Entries taken from a collection:
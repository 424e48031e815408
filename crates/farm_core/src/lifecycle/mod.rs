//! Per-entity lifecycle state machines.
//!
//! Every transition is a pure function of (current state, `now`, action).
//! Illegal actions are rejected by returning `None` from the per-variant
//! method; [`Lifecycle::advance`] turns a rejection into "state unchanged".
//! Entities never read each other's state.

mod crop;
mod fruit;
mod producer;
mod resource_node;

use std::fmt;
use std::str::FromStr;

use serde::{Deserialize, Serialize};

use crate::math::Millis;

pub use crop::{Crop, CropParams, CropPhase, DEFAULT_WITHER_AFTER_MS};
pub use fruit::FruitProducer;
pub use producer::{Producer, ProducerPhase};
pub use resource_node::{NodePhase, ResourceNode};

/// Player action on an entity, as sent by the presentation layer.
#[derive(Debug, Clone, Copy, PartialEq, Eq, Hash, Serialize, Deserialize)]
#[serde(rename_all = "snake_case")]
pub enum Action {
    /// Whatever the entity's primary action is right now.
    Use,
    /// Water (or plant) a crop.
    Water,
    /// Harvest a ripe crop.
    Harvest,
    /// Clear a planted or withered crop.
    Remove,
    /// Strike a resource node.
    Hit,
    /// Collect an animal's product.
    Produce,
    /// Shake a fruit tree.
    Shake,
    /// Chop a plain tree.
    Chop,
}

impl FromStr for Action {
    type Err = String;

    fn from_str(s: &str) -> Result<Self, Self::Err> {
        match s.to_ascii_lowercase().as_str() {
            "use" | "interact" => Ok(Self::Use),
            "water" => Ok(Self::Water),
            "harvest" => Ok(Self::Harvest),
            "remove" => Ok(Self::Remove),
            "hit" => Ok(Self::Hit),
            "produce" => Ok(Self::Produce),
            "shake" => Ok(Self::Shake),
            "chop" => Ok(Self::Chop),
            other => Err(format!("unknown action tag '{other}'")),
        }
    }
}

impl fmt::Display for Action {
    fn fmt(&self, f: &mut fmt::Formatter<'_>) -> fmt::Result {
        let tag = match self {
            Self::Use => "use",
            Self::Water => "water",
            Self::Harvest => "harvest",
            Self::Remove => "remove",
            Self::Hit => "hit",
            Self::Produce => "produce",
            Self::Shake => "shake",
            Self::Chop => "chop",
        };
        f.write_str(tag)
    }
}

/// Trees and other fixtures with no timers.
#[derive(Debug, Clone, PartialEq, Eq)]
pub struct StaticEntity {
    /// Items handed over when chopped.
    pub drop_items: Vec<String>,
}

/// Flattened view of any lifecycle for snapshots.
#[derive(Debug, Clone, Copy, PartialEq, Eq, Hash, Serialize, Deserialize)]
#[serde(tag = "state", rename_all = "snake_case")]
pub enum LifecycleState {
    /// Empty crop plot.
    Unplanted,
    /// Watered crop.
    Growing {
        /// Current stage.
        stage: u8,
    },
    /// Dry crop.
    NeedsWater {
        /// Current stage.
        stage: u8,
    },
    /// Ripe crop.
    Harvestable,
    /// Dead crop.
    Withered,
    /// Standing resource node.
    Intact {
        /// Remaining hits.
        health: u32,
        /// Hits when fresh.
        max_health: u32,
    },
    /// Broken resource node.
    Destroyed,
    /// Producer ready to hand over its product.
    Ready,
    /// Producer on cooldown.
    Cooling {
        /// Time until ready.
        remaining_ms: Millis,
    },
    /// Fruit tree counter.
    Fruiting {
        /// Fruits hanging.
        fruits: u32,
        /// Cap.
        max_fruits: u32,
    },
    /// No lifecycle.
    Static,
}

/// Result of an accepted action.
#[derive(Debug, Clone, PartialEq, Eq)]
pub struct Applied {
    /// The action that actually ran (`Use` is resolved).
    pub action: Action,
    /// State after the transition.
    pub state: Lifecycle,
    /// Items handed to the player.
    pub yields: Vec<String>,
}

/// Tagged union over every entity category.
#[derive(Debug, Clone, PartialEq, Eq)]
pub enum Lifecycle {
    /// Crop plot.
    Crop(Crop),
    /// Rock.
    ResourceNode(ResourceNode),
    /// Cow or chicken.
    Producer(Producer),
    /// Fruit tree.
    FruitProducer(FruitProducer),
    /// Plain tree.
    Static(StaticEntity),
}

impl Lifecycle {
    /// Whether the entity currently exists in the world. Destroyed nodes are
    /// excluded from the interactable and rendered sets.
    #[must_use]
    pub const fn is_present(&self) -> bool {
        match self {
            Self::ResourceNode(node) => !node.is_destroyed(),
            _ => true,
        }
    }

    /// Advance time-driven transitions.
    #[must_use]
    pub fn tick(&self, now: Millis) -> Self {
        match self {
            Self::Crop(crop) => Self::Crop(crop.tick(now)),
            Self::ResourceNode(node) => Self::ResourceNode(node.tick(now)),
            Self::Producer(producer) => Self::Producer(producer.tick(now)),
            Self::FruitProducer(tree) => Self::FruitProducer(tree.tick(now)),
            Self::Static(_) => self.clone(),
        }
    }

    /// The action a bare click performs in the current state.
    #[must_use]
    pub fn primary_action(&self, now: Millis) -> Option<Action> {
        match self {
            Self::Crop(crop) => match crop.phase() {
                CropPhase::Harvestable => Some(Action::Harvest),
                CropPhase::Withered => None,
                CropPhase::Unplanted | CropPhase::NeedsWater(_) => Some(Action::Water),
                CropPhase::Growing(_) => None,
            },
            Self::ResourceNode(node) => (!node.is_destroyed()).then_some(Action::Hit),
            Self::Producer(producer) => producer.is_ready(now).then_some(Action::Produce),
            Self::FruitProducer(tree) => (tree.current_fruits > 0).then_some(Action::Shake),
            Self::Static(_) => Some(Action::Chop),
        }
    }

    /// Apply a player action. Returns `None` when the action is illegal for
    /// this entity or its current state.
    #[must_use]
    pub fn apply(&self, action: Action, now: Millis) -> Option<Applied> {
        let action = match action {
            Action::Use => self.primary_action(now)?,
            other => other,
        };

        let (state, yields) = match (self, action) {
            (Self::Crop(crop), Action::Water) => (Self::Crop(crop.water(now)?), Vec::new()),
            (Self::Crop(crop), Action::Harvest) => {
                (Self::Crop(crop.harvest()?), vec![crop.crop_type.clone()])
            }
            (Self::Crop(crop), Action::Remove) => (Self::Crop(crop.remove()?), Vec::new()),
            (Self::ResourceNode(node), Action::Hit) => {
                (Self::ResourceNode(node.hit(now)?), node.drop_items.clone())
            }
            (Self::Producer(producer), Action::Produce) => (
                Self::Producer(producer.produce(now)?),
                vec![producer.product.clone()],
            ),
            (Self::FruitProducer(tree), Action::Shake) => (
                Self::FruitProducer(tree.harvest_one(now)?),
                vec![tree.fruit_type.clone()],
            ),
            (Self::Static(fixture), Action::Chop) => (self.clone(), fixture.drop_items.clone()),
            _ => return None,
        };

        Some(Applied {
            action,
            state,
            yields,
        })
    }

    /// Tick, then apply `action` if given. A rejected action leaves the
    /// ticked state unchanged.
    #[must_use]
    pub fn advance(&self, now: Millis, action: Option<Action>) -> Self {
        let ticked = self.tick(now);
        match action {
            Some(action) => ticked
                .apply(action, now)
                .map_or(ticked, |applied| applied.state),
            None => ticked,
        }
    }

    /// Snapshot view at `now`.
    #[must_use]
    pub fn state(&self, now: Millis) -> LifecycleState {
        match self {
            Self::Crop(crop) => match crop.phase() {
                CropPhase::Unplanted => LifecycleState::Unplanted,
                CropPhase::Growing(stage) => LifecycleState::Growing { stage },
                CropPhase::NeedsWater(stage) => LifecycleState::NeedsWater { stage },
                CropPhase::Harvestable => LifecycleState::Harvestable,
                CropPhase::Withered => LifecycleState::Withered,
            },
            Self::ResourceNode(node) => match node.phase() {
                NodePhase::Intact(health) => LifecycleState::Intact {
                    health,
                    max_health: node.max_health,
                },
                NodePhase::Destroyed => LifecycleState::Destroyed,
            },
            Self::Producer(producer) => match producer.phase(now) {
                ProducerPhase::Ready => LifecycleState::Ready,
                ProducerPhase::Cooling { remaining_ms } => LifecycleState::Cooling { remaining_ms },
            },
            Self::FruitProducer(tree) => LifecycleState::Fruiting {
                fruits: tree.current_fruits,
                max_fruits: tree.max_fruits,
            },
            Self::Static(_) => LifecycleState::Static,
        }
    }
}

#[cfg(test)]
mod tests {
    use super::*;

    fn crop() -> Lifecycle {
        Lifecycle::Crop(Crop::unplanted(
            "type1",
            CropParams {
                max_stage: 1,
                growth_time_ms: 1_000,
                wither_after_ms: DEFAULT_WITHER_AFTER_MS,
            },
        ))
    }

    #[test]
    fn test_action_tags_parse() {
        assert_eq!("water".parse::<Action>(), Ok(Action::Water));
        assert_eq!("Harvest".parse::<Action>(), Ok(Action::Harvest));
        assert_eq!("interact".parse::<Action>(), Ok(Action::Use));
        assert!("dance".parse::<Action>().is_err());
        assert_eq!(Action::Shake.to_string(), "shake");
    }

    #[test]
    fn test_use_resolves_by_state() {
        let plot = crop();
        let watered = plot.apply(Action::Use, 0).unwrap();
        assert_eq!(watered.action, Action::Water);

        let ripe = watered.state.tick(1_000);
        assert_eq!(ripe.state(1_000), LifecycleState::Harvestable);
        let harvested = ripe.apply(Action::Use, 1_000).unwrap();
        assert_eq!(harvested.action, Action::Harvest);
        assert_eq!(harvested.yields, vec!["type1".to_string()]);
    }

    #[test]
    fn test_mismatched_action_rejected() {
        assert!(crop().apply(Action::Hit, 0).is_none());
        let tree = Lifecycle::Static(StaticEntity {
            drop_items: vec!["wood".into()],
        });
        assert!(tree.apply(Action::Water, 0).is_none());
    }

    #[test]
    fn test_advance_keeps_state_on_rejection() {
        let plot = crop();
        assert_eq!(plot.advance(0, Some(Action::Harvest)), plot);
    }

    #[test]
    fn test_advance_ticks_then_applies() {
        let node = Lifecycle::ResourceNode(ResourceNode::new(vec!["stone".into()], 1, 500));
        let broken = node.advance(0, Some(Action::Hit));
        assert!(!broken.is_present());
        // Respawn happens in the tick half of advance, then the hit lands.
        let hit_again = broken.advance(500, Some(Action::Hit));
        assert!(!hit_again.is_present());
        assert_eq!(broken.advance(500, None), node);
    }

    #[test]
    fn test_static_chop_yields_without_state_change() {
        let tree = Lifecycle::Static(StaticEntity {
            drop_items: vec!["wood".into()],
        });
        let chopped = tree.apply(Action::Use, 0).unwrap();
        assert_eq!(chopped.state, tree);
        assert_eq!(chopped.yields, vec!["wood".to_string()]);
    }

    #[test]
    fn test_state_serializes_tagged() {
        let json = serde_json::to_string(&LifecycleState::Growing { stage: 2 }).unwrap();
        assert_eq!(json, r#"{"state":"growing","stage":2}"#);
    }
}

**EXERCISE OBJECTIVE**
Reproduce the records above exactly, from the first line through the line containing "pub use fruit::FruitProducer;", and output nothing else.

**RESULT**
repository 424e48031e815408
filename crates/farm_core/src/lifecycle/mod.rs
//! Per-entity lifecycle state machines.
//!
//! Every transition is a pure function of (current state, `now`, action).
//! Illegal actions are rejected by returning `None` from the per-variant
//! method; [`Lifecycle::advance`] turns a rejection into "state unchanged".
//! Entities never read each other's state.

mod crop;
mod fruit;
mod producer;
mod resource_node;

use std::fmt;
use std::str::FromStr;

use serde::{Deserialize, Serialize};

use crate::math::Millis;

pub use crop::{Crop, CropParams, CropPhase, DEFAULT_WITHER_AFTER_MS};
pub use fruit::FruitProducer;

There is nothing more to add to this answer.